DIRECTIONS: Gather every line in the records below that contains the word "already".

BEGIN RECORDS FOR THE EXERCISE

//! Control panel window implemented with egui/eframe
//!
//! The panel never touches native shield windows itself. Buttons become
//! [`Command`]s for the engine thread, and the engine answers through
//! [`EguiPanelLink`], which can show, hide and close the panel from any thread.

use std::sync::mpsc::{self, Receiver, Sender};
use std::thread::JoinHandle;

use anyhow::{Result, anyhow};
use eframe::{CreationContext, NativeOptions, egui};
use tracing::{debug, error, info, warn};

use super::constants::*;
use super::tray::{self, TrayHandle};
use crate::config::Settings;
use crate::controller::{Command, PanelLink, PanelStatus, ShieldStatus};
use crate::engine::{self, EngineHandle};
use crate::signals;

/// Messages from the engine thread to the panel
#[derive(Debug, Clone, Copy, PartialEq, Eq)]
pub enum PanelEvent {
    Status(PanelStatus),
    Exit,
}

pub struct EguiPanelLink {
    ctx: egui::Context,
    tx: Sender<PanelEvent>,
}

impl EguiPanelLink {
    fn post(&self, event: PanelEvent) {
        if self.tx.send(event).is_err() {
            debug!(?event, "Control panel already closed");
        }
        self.ctx.request_repaint();
    }

    fn viewport(&self, command: egui::ViewportCommand) {
        self.ctx.send_viewport_cmd_to(egui::ViewportId::ROOT, command);
        self.ctx.request_repaint();
    }
}

impl PanelLink for EguiPanelLink {
    fn show(&mut self) {
        self.viewport(egui::ViewportCommand::Visible(true));
        self.viewport(egui::ViewportCommand::Minimized(false));
        self.viewport(egui::ViewportCommand::Focus);
    }

    // Minimized rather than invisible: an invisible root viewport stops
    // receiving update() calls on some backends and never comes back.
    fn hide(&mut self) {
        self.viewport(egui::ViewportCommand::Minimized(true));
    }

    fn sync(&mut self, status: PanelStatus) {
        self.post(PanelEvent::Status(status));
    }

    fn exit(&mut self) {
        self.post(PanelEvent::Exit);
    }
}

fn describe_shield(shield: &ShieldStatus) -> String {
    let region = shield.region;
    format!("{} × {} at ({}, {})", region.width, region.height, region.x, region.y)
}

fn describe_locks(shield: &ShieldStatus) -> &'static str {
    match (shield.locks.position, shield.locks.size) {
        (true, true) => "Position and size locked",
        (true, false) => "Position locked",
        (false, true) => "Size locked",
        (false, false) => "Unlocked",
    }
}

struct ControlPanel {
    engine: EngineHandle,
    events: Receiver<PanelEvent>,
    status: PanelStatus,
    allow_close: bool,
    engine_thread: Option<JoinHandle<()>>,
    _tray: Option<TrayHandle>,
}

impl ControlPanel {
    fn new(cc: &CreationContext<'_>, settings: Settings) -> Result<Self> {
        info!("Initializing control panel");

        let (tx, events) = mpsc::channel();
        let link = EguiPanelLink { ctx: cc.egui_ctx.clone(), tx };
        let status = PanelStatus {
            shield: None,
            lock: false,
            minimize_to_tray: settings.minimize_to_tray(),
            selecting: false,
        };

        let (engine, engine_thread) = engine::spawn(settings, link)?;

        let tray = tray::spawn(engine.clone())
            .inspect_err(|e| error!(error = ?e, "Failed to start tray"))
            .ok();
        if let Err(e) = signals::spawn_listener(engine.clone()) {
            warn!(error = ?e, "Signal handling unavailable");
        }

        Ok(Self {
            engine,
            events,
            status,
            allow_close: false,
            engine_thread: Some(engine_thread),
            _tray: tray,
        })
    }

    fn process_engine_events(&mut self, ctx: &egui::Context) {
        while let Ok(event) = self.events.try_recv() {
            match event {
                PanelEvent::Status(status) => self.status = status,
                PanelEvent::Exit => {
                    info!("Engine finished, closing control panel");
                    self.allow_close = true;
                    ctx.send_viewport_cmd(egui::ViewportCommand::Close);
                }
            }
        }
    }

    fn handle_close_request(&mut self, ctx: &egui::Context) {
        if ctx.input(|i| i.viewport().close_requested()) && !self.allow_close {
            // The engine decides between hiding to the tray and quitting
            ctx.send_viewport_cmd(egui::ViewportCommand::CancelClose);
            self.engine.send(Command::CloseRequested);
        }
    }

    fn shield_section(&mut self, ui: &mut egui::Ui) {
        ui.group(|ui| {
            ui.label(egui::RichText::new("Shield").strong());
            ui.add_space(ITEM_SPACING);

            if self.status.selecting {
                ui.colored_label(STATUS_SELECTING, "\u{25CF}  Selecting area...");
            } else if let Some(shield) = &self.status.shield {
                ui.colored_label(STATUS_ACTIVE, "\u{25CF}  Active");
                ui.label(describe_shield(shield));
                ui.label(describe_locks(shield));
                if !shield.always_on_top {
                    ui.label("Not kept on top");
                }
            } else {
                ui.colored_label(STATUS_INACTIVE, "\u{25CF}  No shield");
            }
        });
    }
}

impl eframe::App for ControlPanel {
    fn update(&mut self, ctx: &egui::Context, _frame: &mut eframe::Frame) {
        self.process_engine_events(ctx);
        self.handle_close_request(ctx);

        egui::CentralPanel::default().show(ctx, |ui| {
            ui.add_space(PADDING);
            ui.heading(WINDOW_TITLE);
            ui.add_space(SECTION_SPACING);

            self.shield_section(ui);
            ui.add_space(SECTION_SPACING);

            ui.horizontal(|ui| {
                if ui.button("Select area").clicked() {
                    self.engine.send(Command::StartSelection);
                }
                let has_shield = self.status.shield.is_some();
                if ui.add_enabled(has_shield, egui::Button::new("Close shield")).clicked() {
                    self.engine.send(Command::CloseShield);
                }
            });

            ui.add_space(SECTION_SPACING);
            ui.separator();
            ui.add_space(ITEM_SPACING);

            let mut lock = self.status.lock;
            if ui.checkbox(&mut lock, "Lock shield position and size").changed() {
                self.status.lock = lock;
                self.engine.send(Command::SetLock(lock));
            }

            let mut minimize = self.status.minimize_to_tray;
            if ui.checkbox(&mut minimize, "Minimize to tray on close").changed() {
                self.status.minimize_to_tray = minimize;
                self.engine.send(Command::SetMinimizeToTray(minimize));
            }

            ui.add_space(SECTION_SPACING);
            ui.group(|ui| {
                ui.label(egui::RichText::new("Tips").strong());
                ui.label("• Drag on the shield to move it, drag its edges to resize");
                ui.label("• Right-click the shield for more options");
                ui.label("• Escape or right-click cancels a selection");
            });
        });
    }

    fn on_exit(&mut self, _gl: Option<&eframe::glow::Context>) {
        // No-op when the engine already shut down
        self.engine.send(Command::Quit);
        if let Some(thread) = self.engine_thread.take()
            && thread.join().is_err()
        {
            error!("Engine thread panicked");
        }
        info!("Control panel exiting");
    }
}

pub fn run_gui(settings: Settings) -> Result<()> {
    let options = NativeOptions {
        viewport: egui::ViewportBuilder::default()
            .with_inner_size([WINDOW_WIDTH, WINDOW_HEIGHT])
            .with_min_inner_size([WINDOW_MIN_WIDTH, WINDOW_MIN_HEIGHT])
            .with_title(WINDOW_TITLE),
        ..Default::default()
    };

    eframe::run_native(
        WINDOW_TITLE,
        options,
        Box::new(|cc| Ok(Box::new(ControlPanel::new(cc, settings)?))),
    )
    .map_err(|err| anyhow!("Failed to launch control panel: {err}"))
}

END RECORDS FOR THE EXERCISE

EXPECTED OUTPUT:
            debug!(?event, "Control panel already closed");
        // No-op when the engine already shut down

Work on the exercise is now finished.